Asserting federal authority over broadband would empower regulation of any blocking, throttling or anti-competitive paid traffic prioritization that they might engage in. But it could also help ensure the safety and security of U.S. networks. The FCC has, on national security grounds, removed authorization for companies affiliated with adversary states, such as China’s Huawei, from participating in U.S. telecommunications markets. The agency can do this for phone carriers. But it can’t do it for broadband, because it isn’t allowed to.
Or consider public safety during a crisis. The FCC doesn’t have the ability to access the data it needs to know when and where there are broadband outages — much less the ability to do anything about those outages if they are identified. Similarly, it can’t impose requirements for network resiliency to help prevent those outages from occurring in the first place — during, say, a natural disaster or a cyberattack. The agency has ample power to police the types of services that are becoming less relevant in American life, such as landline telephones, and little power to police those that are becoming more important every day.
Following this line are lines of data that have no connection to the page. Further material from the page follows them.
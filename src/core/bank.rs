//! Transaction operations
//!
//! This module provides the `Bank` that coordinates the `AccountStore` and the
//! `Session` to carry out everything the console user can do.
//!
//! The bank enforces business rules such as:
//! - Money operations require a logged-in account
//! - Amounts must be strictly positive
//! - Balances never go negative
//! - A transfer updates both balances or neither

use crate::core::account_store::{AccountStore, DEFAULT_CAPACITY};
use crate::core::session::Session;
use crate::types::{Account, AccountNumber, AccountSummary, BankError};
use rust_decimal::Decimal;

/// Configuration for the bank
#[derive(Clone, Debug, PartialEq, Eq)]
pub struct BankConfig {
    /// Maximum number of accounts the store accepts
    pub capacity: usize,
}

impl Default for BankConfig {
    fn default() -> Self {
        Self {
            capacity: DEFAULT_CAPACITY,
        }
    }
}

impl BankConfig {
    /// Create a new BankConfig, falling back to the default for a zero capacity
    pub fn new(capacity: usize) -> Self {
        let default = Self::default();

        let capacity = if capacity == 0 {
            tracing::warn!(
                "Invalid capacity ({}), using default ({})",
                capacity,
                default.capacity
            );
            default.capacity
        } else {
            capacity
        };

        Self { capacity }
    }
}

/// Account and transaction operations for a single console session
///
/// Owns the account store and the session. Deposit, withdraw, transfer and
/// balance queries act on the logged-in account and fail with
/// `BankError::Unauthenticated` when nobody is logged in.
#[derive(Debug)]
pub struct Bank {
    store: AccountStore,
    session: Session,
}

impl Bank {
    /// Create an empty bank with nobody logged in
    pub fn new(config: BankConfig) -> Self {
        Bank {
            store: AccountStore::with_capacity(config.capacity),
            session: Session::new(),
        }
    }

    /// Open a new account with a zero balance
    ///
    /// Does not log the new account in.
    pub fn create_account(&mut self, name: &str, password: &str) -> Result<&Account, BankError> {
        self.store.create(name, password).inspect_err(|e| {
            tracing::warn!(error = %e, "account creation rejected");
        })
    }

    /// Log in to an account, replacing any current login
    ///
    /// # Errors
    ///
    /// Returns `InvalidCredentials` unless both the number and the password
    /// match an existing account.
    pub fn login(
        &mut self,
        account_number: AccountNumber,
        password: &str,
    ) -> Result<&Account, BankError> {
        let account = self
            .store
            .find_by_number_and_password(account_number, password)
            .inspect_err(|_| {
                tracing::warn!(account = account_number, "login failed");
            })?;

        self.session.login(account.account_number);
        tracing::info!(account = account_number, "logged in");

        Ok(account)
    }

    /// Log out, returning the account that was logged in
    pub fn logout(&mut self) -> Option<AccountNumber> {
        let previous = self.session.logout();
        if let Some(account) = previous {
            tracing::info!(account, "logged out");
        }
        previous
    }

    pub fn is_authenticated(&self) -> bool {
        self.session.is_authenticated()
    }

    /// The logged-in account
    pub fn current_account(&self) -> Result<&Account, BankError> {
        let account_number = self.session.current()?;
        self.store.find_by_number(account_number)
    }

    /// Deposit into the logged-in account
    ///
    /// # Returns
    ///
    /// The new balance of the logged-in account
    ///
    /// # Errors
    ///
    /// Returns an error if:
    /// - Nobody is logged in
    /// - The amount is zero or negative
    /// - Adding the amount would overflow
    pub fn deposit(&mut self, amount: Decimal) -> Result<Decimal, BankError> {
        let account_number = self.session.current()?;
        validate_amount(amount, "deposit")?;

        // Update account (rejected on overflow)
        let account = self.store.find_by_number_mut(account_number)?;
        account.balance = account
            .balance
            .checked_add(amount)
            .ok_or_else(|| BankError::arithmetic_overflow("deposit", account_number))?;

        tracing::info!(account = account_number, %amount, "deposit");
        Ok(account.balance)
    }

    /// Withdraw from the logged-in account
    ///
    /// # Returns
    ///
    /// The new balance of the logged-in account
    ///
    /// # Errors
    ///
    /// Returns an error if:
    /// - Nobody is logged in
    /// - The amount is zero or negative
    /// - The amount exceeds the current balance
    pub fn withdraw(&mut self, amount: Decimal) -> Result<Decimal, BankError> {
        let account_number = self.session.current()?;
        validate_amount(amount, "withdrawal")?;

        // Update account (will fail if insufficient funds)
        let account = self.store.find_by_number_mut(account_number)?;
        account.balance = debit(account.balance, amount, account_number)?;

        tracing::info!(account = account_number, %amount, "withdrawal");
        Ok(account.balance)
    }

    /// Transfer from the logged-in account to another account
    ///
    /// Every check runs before either balance is touched, so a rejected
    /// transfer leaves both accounts unchanged. Transferring to the
    /// logged-in account itself succeeds without changing the balance.
    ///
    /// # Returns
    ///
    /// The new balance of the logged-in account
    ///
    /// # Errors
    ///
    /// Returns an error if:
    /// - Nobody is logged in
    /// - No account has the target number
    /// - The amount is zero or negative
    /// - The amount exceeds the current balance
    /// - Crediting the target would overflow
    pub fn transfer(&mut self, target: AccountNumber, amount: Decimal) -> Result<Decimal, BankError> {
        let source = self.session.current()?;

        // Check the recipient before the amount
        let target_balance = self
            .store
            .find_by_number(target)
            .map(|account| account.balance)
            .map_err(|_| {
                tracing::warn!(account = source, target, "transfer recipient not found");
                BankError::recipient_not_found(target)
            })?;
        validate_amount(amount, "transfer")?;

        // Compute both new balances before writing either
        let source_balance = self.store.find_by_number(source)?.balance;
        let new_source_balance = debit(source_balance, amount, source)?;

        if source == target {
            tracing::info!(account = source, %amount, "transfer to self");
            return Ok(source_balance);
        }

        let new_target_balance = target_balance
            .checked_add(amount)
            .ok_or_else(|| BankError::arithmetic_overflow("transfer", target))?;

        // Update balances
        self.store.find_by_number_mut(source)?.balance = new_source_balance;
        self.store.find_by_number_mut(target)?.balance = new_target_balance;

        tracing::info!(account = source, target, %amount, "transfer");
        Ok(new_source_balance)
    }

    /// Number, name and balance of the logged-in account
    pub fn balance(&self) -> Result<AccountSummary, BankError> {
        self.current_account().map(Account::summary)
    }

    /// Look up any account by number
    pub fn find_account(&self, account_number: AccountNumber) -> Result<&Account, BankError> {
        self.store.find_by_number(account_number)
    }

    /// Summaries of every account in account-number order
    pub fn summaries(&self) -> Vec<AccountSummary> {
        self.store.accounts().iter().map(Account::summary).collect()
    }

    pub fn store(&self) -> &AccountStore {
        &self.store
    }
}

impl Default for Bank {
    fn default() -> Self {
        Self::new(BankConfig::default())
    }
}

fn validate_amount(amount: Decimal, operation: &str) -> Result<(), BankError> {
    if amount <= Decimal::ZERO {
        tracing::warn!(%amount, operation, "rejected non-positive amount");
        return Err(BankError::invalid_amount(amount));
    }
    Ok(())
}

fn debit(balance: Decimal, amount: Decimal, account: AccountNumber) -> Result<Decimal, BankError> {
    if amount > balance {
        tracing::warn!(account, %balance, %amount, "insufficient funds");
        return Err(BankError::insufficient_funds(account, balance, amount));
    }
    Ok(balance - amount)
}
The Telecommunications Act’s complex, archaic classification scheme has never been well-suited to the modern internet. How could it be, when in 1996 the narrow swath of American society that could get online at all had to dial up? Ideally, Congress would write a new law for a new era. And, ideally, lawmakers would also consider other elements of the internet technology industry that define Americans’ online experience, including app stores, social media sites and more. In the less-than-ideal present, however, the FCC is the only body proposing any version of internet governance. It would be better than nothing.